Look through the entries below and show every line containing the word "tokio".
===== Supplied data
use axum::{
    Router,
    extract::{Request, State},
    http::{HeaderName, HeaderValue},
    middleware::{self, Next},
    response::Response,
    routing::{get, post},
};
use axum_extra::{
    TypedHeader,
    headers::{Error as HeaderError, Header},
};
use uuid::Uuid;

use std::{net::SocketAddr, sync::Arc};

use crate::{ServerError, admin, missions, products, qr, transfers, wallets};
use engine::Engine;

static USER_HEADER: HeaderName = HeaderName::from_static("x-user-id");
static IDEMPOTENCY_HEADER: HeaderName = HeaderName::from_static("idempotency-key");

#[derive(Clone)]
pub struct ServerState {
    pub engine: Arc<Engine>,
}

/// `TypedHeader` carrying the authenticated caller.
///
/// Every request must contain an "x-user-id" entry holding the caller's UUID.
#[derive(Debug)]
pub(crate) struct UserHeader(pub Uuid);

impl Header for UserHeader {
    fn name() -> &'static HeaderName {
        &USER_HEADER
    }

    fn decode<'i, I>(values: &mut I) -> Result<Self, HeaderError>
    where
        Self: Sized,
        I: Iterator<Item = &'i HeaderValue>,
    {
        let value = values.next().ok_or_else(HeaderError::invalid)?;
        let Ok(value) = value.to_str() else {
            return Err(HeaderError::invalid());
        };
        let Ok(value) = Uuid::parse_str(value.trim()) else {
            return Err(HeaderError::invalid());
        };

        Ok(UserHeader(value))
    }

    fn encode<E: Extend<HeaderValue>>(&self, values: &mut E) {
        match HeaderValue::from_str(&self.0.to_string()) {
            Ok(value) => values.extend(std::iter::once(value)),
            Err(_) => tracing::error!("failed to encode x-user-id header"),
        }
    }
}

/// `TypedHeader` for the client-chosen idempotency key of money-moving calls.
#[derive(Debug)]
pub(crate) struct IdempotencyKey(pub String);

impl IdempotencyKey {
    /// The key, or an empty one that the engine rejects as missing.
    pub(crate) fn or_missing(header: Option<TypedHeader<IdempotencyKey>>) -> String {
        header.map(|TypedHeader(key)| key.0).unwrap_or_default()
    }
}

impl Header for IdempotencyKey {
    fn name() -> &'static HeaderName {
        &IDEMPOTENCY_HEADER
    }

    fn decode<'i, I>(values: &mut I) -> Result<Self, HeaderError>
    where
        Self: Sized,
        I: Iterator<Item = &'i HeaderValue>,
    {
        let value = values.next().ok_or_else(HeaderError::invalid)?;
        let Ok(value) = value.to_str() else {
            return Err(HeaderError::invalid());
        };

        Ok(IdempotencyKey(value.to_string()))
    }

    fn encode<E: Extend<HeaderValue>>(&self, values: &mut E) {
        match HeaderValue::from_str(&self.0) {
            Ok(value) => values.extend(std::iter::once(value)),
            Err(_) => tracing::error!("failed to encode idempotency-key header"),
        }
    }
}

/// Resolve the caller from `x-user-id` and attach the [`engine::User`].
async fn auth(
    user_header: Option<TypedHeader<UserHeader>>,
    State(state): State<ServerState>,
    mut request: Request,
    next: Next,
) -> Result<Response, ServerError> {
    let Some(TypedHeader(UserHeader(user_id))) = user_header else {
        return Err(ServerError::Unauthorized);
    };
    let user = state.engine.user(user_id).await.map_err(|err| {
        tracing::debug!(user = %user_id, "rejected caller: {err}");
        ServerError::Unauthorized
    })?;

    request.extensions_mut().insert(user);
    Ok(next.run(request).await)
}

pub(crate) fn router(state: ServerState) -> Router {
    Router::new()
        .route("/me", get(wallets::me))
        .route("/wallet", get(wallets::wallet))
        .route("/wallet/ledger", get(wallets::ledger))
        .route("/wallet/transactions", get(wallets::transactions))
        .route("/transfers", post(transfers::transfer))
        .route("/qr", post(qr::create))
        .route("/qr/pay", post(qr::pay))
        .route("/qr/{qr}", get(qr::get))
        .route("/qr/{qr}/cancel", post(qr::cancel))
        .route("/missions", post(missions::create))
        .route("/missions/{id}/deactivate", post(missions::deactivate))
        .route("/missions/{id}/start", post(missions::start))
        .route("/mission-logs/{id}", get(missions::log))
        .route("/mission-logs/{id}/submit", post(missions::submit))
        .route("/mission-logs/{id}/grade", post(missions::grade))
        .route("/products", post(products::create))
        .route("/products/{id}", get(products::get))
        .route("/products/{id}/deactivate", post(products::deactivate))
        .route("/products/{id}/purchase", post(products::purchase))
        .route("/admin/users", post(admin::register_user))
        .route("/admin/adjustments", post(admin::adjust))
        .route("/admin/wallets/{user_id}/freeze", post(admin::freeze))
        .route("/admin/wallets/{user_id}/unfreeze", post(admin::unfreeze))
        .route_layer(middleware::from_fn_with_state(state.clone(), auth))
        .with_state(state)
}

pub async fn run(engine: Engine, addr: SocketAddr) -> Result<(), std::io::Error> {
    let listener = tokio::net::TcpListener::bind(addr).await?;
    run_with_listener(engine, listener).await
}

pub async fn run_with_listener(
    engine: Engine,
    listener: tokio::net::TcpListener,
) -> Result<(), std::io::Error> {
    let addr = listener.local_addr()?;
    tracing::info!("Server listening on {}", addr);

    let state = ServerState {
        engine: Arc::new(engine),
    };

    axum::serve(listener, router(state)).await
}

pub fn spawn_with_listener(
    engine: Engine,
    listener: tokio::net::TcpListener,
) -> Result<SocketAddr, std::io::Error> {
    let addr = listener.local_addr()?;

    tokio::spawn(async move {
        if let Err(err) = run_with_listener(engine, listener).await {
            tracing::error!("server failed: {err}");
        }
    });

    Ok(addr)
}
==========
* Response area:
    let listener = tokio::net::TcpListener::bind(addr).await?;
    listener: tokio::net::TcpListener,
    listener: tokio::net::TcpListener,
    tokio::spawn(async move {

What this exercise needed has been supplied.